## Task details:
Word for word, restate the lines that run from the line containing "One-shot search of" to the last line of the records below.
☆ ☆ ☆ ☆ ☆ ☆ ☆
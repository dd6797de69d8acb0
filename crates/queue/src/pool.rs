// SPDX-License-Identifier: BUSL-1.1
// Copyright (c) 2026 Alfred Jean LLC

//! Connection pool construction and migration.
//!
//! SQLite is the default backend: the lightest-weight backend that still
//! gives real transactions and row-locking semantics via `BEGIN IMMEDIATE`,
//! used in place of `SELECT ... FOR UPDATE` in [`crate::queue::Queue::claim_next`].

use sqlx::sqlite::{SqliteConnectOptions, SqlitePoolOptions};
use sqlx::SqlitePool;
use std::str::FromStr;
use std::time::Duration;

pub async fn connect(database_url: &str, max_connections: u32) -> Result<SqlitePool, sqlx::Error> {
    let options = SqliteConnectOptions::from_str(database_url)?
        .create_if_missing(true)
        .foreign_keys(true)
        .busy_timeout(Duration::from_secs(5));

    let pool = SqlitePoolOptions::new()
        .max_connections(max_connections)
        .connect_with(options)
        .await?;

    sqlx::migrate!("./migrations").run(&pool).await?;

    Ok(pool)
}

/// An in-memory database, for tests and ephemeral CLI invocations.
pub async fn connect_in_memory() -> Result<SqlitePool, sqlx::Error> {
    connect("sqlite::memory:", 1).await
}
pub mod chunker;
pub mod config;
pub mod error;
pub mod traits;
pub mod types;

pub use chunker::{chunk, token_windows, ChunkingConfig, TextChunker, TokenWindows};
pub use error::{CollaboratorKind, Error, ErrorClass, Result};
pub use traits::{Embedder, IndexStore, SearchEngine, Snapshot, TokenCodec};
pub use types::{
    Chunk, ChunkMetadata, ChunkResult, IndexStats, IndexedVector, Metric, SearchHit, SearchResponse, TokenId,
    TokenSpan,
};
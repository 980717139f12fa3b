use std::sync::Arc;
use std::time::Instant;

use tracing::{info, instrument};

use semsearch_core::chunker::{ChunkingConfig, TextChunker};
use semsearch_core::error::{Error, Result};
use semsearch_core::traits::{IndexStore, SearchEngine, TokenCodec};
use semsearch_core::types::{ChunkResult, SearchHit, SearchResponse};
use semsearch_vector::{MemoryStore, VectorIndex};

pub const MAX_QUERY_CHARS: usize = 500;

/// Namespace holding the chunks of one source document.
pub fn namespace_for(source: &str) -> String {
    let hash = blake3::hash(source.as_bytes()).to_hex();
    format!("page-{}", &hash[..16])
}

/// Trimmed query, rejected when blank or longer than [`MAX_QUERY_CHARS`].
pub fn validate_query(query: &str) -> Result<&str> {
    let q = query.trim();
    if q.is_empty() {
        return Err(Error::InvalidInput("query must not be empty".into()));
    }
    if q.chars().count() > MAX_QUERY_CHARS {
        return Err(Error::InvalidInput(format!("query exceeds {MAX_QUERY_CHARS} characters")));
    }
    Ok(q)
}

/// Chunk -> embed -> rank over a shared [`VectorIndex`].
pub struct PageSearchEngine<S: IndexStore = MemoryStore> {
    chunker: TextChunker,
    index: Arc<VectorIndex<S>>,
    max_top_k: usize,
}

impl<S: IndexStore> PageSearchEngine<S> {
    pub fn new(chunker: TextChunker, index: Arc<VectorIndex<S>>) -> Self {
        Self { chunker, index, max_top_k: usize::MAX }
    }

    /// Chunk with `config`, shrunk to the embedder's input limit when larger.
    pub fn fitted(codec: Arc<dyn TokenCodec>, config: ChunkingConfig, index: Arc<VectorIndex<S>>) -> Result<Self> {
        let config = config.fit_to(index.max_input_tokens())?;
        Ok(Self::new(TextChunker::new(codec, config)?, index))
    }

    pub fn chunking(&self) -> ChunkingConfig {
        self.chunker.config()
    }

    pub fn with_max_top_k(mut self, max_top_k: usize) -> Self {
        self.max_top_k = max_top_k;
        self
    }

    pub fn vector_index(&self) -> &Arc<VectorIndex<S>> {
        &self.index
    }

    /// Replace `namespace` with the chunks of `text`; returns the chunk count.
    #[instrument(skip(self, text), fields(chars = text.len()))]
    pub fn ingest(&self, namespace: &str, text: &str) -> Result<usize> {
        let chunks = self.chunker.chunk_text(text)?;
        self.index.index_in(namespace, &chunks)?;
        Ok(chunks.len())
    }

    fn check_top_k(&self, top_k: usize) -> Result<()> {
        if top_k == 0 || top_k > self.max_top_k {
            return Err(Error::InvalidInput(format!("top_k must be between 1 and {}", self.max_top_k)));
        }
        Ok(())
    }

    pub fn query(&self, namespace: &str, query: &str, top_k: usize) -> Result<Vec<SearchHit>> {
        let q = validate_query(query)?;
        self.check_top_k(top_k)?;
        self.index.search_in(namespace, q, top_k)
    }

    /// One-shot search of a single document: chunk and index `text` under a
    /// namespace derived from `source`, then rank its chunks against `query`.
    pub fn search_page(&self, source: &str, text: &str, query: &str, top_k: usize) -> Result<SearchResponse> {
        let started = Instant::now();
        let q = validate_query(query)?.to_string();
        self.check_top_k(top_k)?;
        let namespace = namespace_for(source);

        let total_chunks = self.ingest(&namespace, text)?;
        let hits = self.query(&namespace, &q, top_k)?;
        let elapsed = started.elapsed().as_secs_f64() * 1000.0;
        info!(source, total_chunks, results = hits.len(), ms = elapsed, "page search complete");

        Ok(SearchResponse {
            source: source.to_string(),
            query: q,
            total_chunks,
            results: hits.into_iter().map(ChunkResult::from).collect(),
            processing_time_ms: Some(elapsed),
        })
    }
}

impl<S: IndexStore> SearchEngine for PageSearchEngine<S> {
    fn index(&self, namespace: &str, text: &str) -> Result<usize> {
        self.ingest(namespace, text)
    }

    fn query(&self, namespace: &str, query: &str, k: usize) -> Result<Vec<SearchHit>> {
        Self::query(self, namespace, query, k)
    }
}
☆ ☆ ☆ ☆ ☆ ☆ ☆
## Written response:
    /// One-shot search of a single document: chunk and index `text` under a
    /// namespace derived from `source`, then rank its chunks against `query`.
    pub fn search_page(&self, source: &str, text: &str, query: &str, top_k: usize) -> Result<SearchResponse> {
        let started = Instant::now();
        let q = validate_query(query)?.to_string();
        self.check_top_k(top_k)?;
        let namespace = namespace_for(source);

        let total_chunks = self.ingest(&namespace, text)?;
        let hits = self.query(&namespace, &q, top_k)?;
        let elapsed = started.elapsed().as_secs_f64() * 1000.0;
        info!(source, total_chunks, results = hits.len(), ms = elapsed, "page search complete");

        Ok(SearchResponse {
            source: source.to_string(),
            query: q,
            total_chunks,
            results: hits.into_iter().map(ChunkResult::from).collect(),
            processing_time_ms: Some(elapsed),
        })
    }
}

impl<S: IndexStore> SearchEngine for PageSearchEngine<S> {
    fn index(&self, namespace: &str, text: &str) -> Result<usize> {
        self.ingest(namespace, text)
    }

    fn query(&self, namespace: &str, query: &str, k: usize) -> Result<Vec<SearchHit>> {
        Self::query(self, namespace, query, k)
    }
}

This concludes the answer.